たとえば投資資金のすべてを国内株式に投じるのではなく、国内株式、海外株式、債券、REITなどに分けて保有することで、特定の市場だけに依存しない資産構成を作る考え方です。
投資初心者が最初に理解しておきたいのは、ポートフォリオに「誰にでも当てはまる正解の割合」はないことです。
適切な配分は、
- 何のために投資するのか
- いつまで運用するのか
- 毎月いくら積み立てられるのか
- どの程度の値下がりまで受け入れられるのか
- 将来、どのペースで資産を使うのか
によって変わります。
アセットマネジメントOneの投資教育資料でも、運用目的を決めたうえで、自分に合ったポートフォリオを考える流れが示されています。
重要なのは、「人気商品を探してから組み合わせる」のではなく、「自分に必要な資産配分を決めてから商品を探す」ことです。
ここを逆にすると、SNSやランキングで見かけた商品を次々に買い、結果として似た資産ばかりを持つ状態になりやすくなります。
筆者としては、投資初心者ほど「何を買うか」より「どの役割の資産をどれだけ持つか」を先に考えたほうが、遠回りが少ないと考えています。
なぜポートフォリオを作る必要がある?
ポートフォリオを作る大きな目的は、特定の資産だけに資金を集中させるリスクを減らすことです。
株式市場が下落しているときでも、債券や別地域の資産がまったく同じ値動きをするとは限りません。
値動きの異なる複数の資産を保有していれば、一つの市場が下落しただけで資産全体が同じように下がるリスクを抑えやすくなります。
投資では「卵を一つのカゴに盛るな」という考え方がよく知られています。
一つのカゴにすべての卵を入れて落としてしまえば全部割れてしまいますが、複数のカゴに分けていれば被害を限定できる、という分散投資の考え方です。
ただし、分散すれば損失がなくなるわけではありません。
市場全体が大きく下落すれば、複数の資産が同時に値下がりすることもあります。分散投資は「損をしない仕組み」ではなく、一つの要因に資産全体を左右されにくくする仕組みと理解しておきましょう。
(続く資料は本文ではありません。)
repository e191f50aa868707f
//! Storage provider implementations.

pub mod local;

pub use local::LocalStorageProvider;
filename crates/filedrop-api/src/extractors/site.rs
//! `SiteContext` extractor: works out the public origin of the request.

use std::convert::Infallible;

use axum::extract::FromRequestParts;
use axum::http::header;
use axum::http::request::Parts;

use filedrop_core::config::ServerConfig;
use filedrop_service::context::RequestContext;

use crate::state::AppState;

/// Scheme and host the client used to reach the service.
#[derive(Debug, Clone)]
pub struct SiteContext(pub RequestContext);

impl SiteContext {
    /// Returns the inner `RequestContext`.
    pub fn context(&self) -> &RequestContext {
        &self.0
    }

    /// Build the context from request parts.
    ///
    /// The scheme is `https` when forced by configuration or when a proxy
    /// sets `X-Forwarded-Proto: https`. The host comes from the `Host`
    /// header, then the request URI, then the bind address.
    pub fn from_parts(parts: &Parts, server: &ServerConfig) -> Self {
        let forwarded_https = parts
            .headers
            .get("x-forwarded-proto")
            .and_then(|v| v.to_str().ok())
            .is_some_and(|v| v.trim().eq_ignore_ascii_case("https"));
        let scheme = if server.force_https || forwarded_https {
            "https"
        } else {
            "http"
        };

        let host = parts
            .headers
            .get(header::HOST)
            .and_then(|v| v.to_str().ok())
            .filter(|h| !h.is_empty())
            .map(String::from)
            .or_else(|| parts.uri.authority().map(|a| a.to_string()))
            .unwrap_or_else(|| server.bind_address());

        Self(RequestContext::new(scheme, host))
    }
}

impl std::ops::Deref for SiteContext {
    type Target = RequestContext;
    fn deref(&self) -> &Self::Target {
        &self.0
    }
}

impl FromRequestParts<AppState> for SiteContext {
    type Rejection = Infallible;

    async fn from_request_parts(
        parts: &mut Parts,
        state: &AppState,
    ) -> Result<Self, Self::Rejection> {
        Ok(Self::from_parts(parts, &state.config.server))
    }
}
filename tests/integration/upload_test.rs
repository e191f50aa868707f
//! Integration tests for the index page and uploads.

mod helpers;

use axum::body::Body;
use http::{Request, StatusCode};

use helpers::{TestApp, link_in};

#[tokio::test]
async fn test_index_shows_instructions_and_usage() {
    let app = TestApp::new().await;
    app.write_aged("seed.bin", 1536, 10);

    let response = app.get("/").await;

    assert_eq!(response.status, StatusCode::OK);
    let page = response.text();
    assert!(page.contains("curl -F \"file=@/path/to/your/file.txt\" http://localhost:9418"));
    assert!(page.contains("The maximum allowed file size is 1 Mb."));
    assert!(page.contains("Storage used: 1.50 KB / 1000 B"));
}

#[tokio::test]
async fn test_upload_returns_download_link() {
    let app = TestApp::new().await;

    let response = app.upload("hello.txt", b"hello world").await;

    assert_eq!(response.status, StatusCode::OK);
    assert_eq!(
        response.text().trim(),
        "<pre>Access your file here: <a href=\"http://localhost:9418/hello.txt\">http://localhost:9418/hello.txt</a></pre>"
    );
    assert_eq!(app.stored_files(), vec!["hello.txt"]);
    assert_eq!(
        std::fs::read(app.root().join("hello.txt")).unwrap(),
        b"hello world"
    );
    assert_eq!(app.state.usage.cached(), 11);
}

#[tokio::test]
async fn test_forwarded_https_link() {
    let app = TestApp::new().await;
    let req = Request::builder()
        .method("POST")
        .uri("/")
        .header("Host", "files.example")
        .header("X-Forwarded-Proto", "https")
        .header(
            "Content-Type",
            "multipart/form-data; boundary=----filedrop-test-boundary",
        )
        .body(Body::from(helpers::multipart_body(&[(
            "file",
            Some("a.txt"),
            b"a".as_slice(),
        )])))
        .unwrap();

    let response = app.send(req).await;

    assert_eq!(response.status, StatusCode::OK);
    assert_eq!(link_in(&response.text()), "https://files.example/a.txt");
}

#[tokio::test]
async fn test_duplicate_upload_gets_suffix() {
    let app = TestApp::new().await;

    let first = app.upload("report.txt", b"first").await;
    let second = app.upload("report.txt", b"second").await;

    assert_eq!(first.status, StatusCode::OK);
    assert_eq!(second.status, StatusCode::OK);

    let url = link_in(&second.text());
    let name = url.rsplit('/').next().unwrap();
    assert!(name.starts_with("report_"));
    assert!(name.ends_with(".txt"));
    assert_eq!(name.len(), "report_".len() + 6 + ".txt".len());

    let files = app.stored_files();
    assert_eq!(files.len(), 2);
    assert!(files.contains(&"report.txt".to_string()));
    assert!(files.contains(&name.to_string()));
    assert_eq!(app.state.usage.get_total(true).await.unwrap(), 11);
}

#[tokio::test]
async fn test_missing_file_field_redirects() {
    let app = TestApp::new().await;

    let response = app.post_form(&[("comment", None, b"no file here".as_slice())]).await;

    assert!(response.status.is_redirection());
    assert_eq!(response.header("location"), Some("/"));
    assert!(app.stored_files().is_empty());
    assert_eq!(app.state.usage.cached(), 0);
}

#[tokio::test]
async fn test_non_multipart_post_redirects() {
    let app = TestApp::new().await;
    let req = Request::builder()
        .method("POST")
        .uri("/")
        .header("Host", helpers::TEST_HOST)
        .body(Body::from("file=nope"))
        .unwrap();

    let response = app.send(req).await;

    assert!(response.status.is_redirection());
    assert_eq!(response.header("location"), Some("/"));
}

#[tokio::test]
async fn test_empty_or_unusable_filename_redirects() {
    let app = TestApp::new().await;

    for name in ["", "../..", "$$$"] {
        let response = app.upload(name, b"data").await;
        assert!(response.status.is_redirection(), "name {name:?}");
        assert_eq!(response.header("location"), Some("/"));
    }
    assert!(app.stored_files().is_empty());
}

#[tokio::test]
async fn test_filename_is_sanitized() {
    let app = TestApp::new().await;

    let response = app.upload("../../etc/my passwd", b"x").await;

    assert_eq!(response.status, StatusCode::OK);
    assert_eq!(link_in(&response.text()), "http://localhost:9418/etc_my_passwd");
    assert_eq!(app.stored_files(), vec!["etc_my_passwd"]);
}

#[tokio::test]
async fn test_storage_full_is_413_and_writes_nothing() {
    let app = TestApp::with_storage(100, 1024 * 1024, true).await;

    let first = app.upload("a.bin", &[0u8; 60]).await;
    assert_eq!(first.status, StatusCode::OK);

    let second = app.upload("b.bin", &[0u8; 50]).await;

    assert_eq!(second.status, StatusCode::PAYLOAD_TOO_LARGE);
    assert_eq!(
        second.text(),
        "<pre>Storage full. Cannot upload file (50 B).</pre>"
    );
    assert_eq!(app.stored_files(), vec!["a.bin"]);
    assert_eq!(app.state.usage.cached(), 60);
}

#[tokio::test]
async fn test_oversized_upload_is_413_before_write() {
    let app = TestApp::with_storage(10 * 1024 * 1024, 1024 * 1024, true).await;

    let response = app.upload("big.bin", &vec![0u8; 1024 * 1024 + 1]).await;

    assert_eq!(response.status, StatusCode::PAYLOAD_TOO_LARGE);
    assert_eq!(
        response.text(),
        "<pre>The maximum allowed file size is 1 Mb.</pre>"
    );
    assert!(app.stored_files().is_empty());
    assert_eq!(app.state.usage.cached(), 0);
}

#[tokio::test]
async fn test_counter_matches_disk_after_many_uploads() {
    let app = TestApp::with_storage(100_000, 1024 * 1024, true).await;

    let mut expected = 0u64;
    for (i, size) in [10usize, 200, 3, 4096, 1, 77].into_iter().enumerate() {
        let response = app.upload(&format!("f{i}.bin"), &vec![1u8; size]).await;
        assert_eq!(response.status, StatusCode::OK);
        expected += size as u64;
    }

    assert_eq!(app.state.usage.cached(), expected);
    assert_eq!(app.state.usage.get_total(true).await.unwrap(), expected);
}

#[tokio::test]
async fn test_failed_write_is_500_without_details() {
    let app = TestApp::with_failing_writes().await;

    let response = app.upload("a.bin", &[0u8; 10]).await;

    assert_eq!(response.status, StatusCode::INTERNAL_SERVER_ERROR);
    assert_eq!(response.text(), "<pre>Internal server error</pre>");
    assert!(app.stored_files().is_empty());
    assert_eq!(app.state.usage.cached(), 0);
}

#[tokio::test]
async fn test_upload_page_escapes_host() {
    let app = TestApp::new().await;
    let req = Request::builder()
        .method("GET")
        .uri("/")
        .header("Host", "files.example\"><b>")
        .body(Body::empty())
        .unwrap();

    let response = app.send(req).await;

    assert_eq!(response.status, StatusCode::OK);
    let page = response.text();
    assert!(!page.contains("<b>"));
    assert!(page.contains("&lt;b&gt;"));
}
投資初心者のポートフォリオの作り方は?基本5ステップ
投資初心者がポートフォリオを作るなら、いきなり投資信託の商品一覧を見る必要はありません。
基本的には、次の順番で整理します。
| 手順 | 決めること | 主な確認ポイント |
|---|---|---|
| 1 | 投資目的と目標額 | 何のためのお金か、いつ必要か |
| 2 | 投資額と積立額 | 最初に投じる額、毎月積み立てる額 |
| 3 | リスク許容度 | どの程度の値下がりまで受け入れられるか |
| 4 | 資産配分 | 株式・債券・REIT・海外資産などの比率 |
| 5 | 具体的な商品 | 投資対象、運用方針、手数料、実績など |
商品選びは最後です。
この順番を守るだけでも、投資初心者によくある「何となく有名だから買う」という状態から抜けやすくなります。
1. 投資の目的と目標までの期間を決める
まず決めるべきなのは、投資の目的です。
老後資金なのか、将来の生活資金なのか、それとも別の長期的な資産形成なのかによって、取れるリスクは変わります。
同じ300万円を目標にする場合でも、「3年後に使う300万円」と「25年後に使う300万円」では、適した運用方法は同じではありません。
短期間で必要になるお金に大きな価格変動リスクを取ると、必要な時期に相場が下落した場合、損失を抱えたまま売却しなければならなくなる可能性があります。
反対に、運用期間を長く取れる資金であれば、短期的な価格変動を受け入れながら長期で成長を狙うという選択肢も取りやすくなります。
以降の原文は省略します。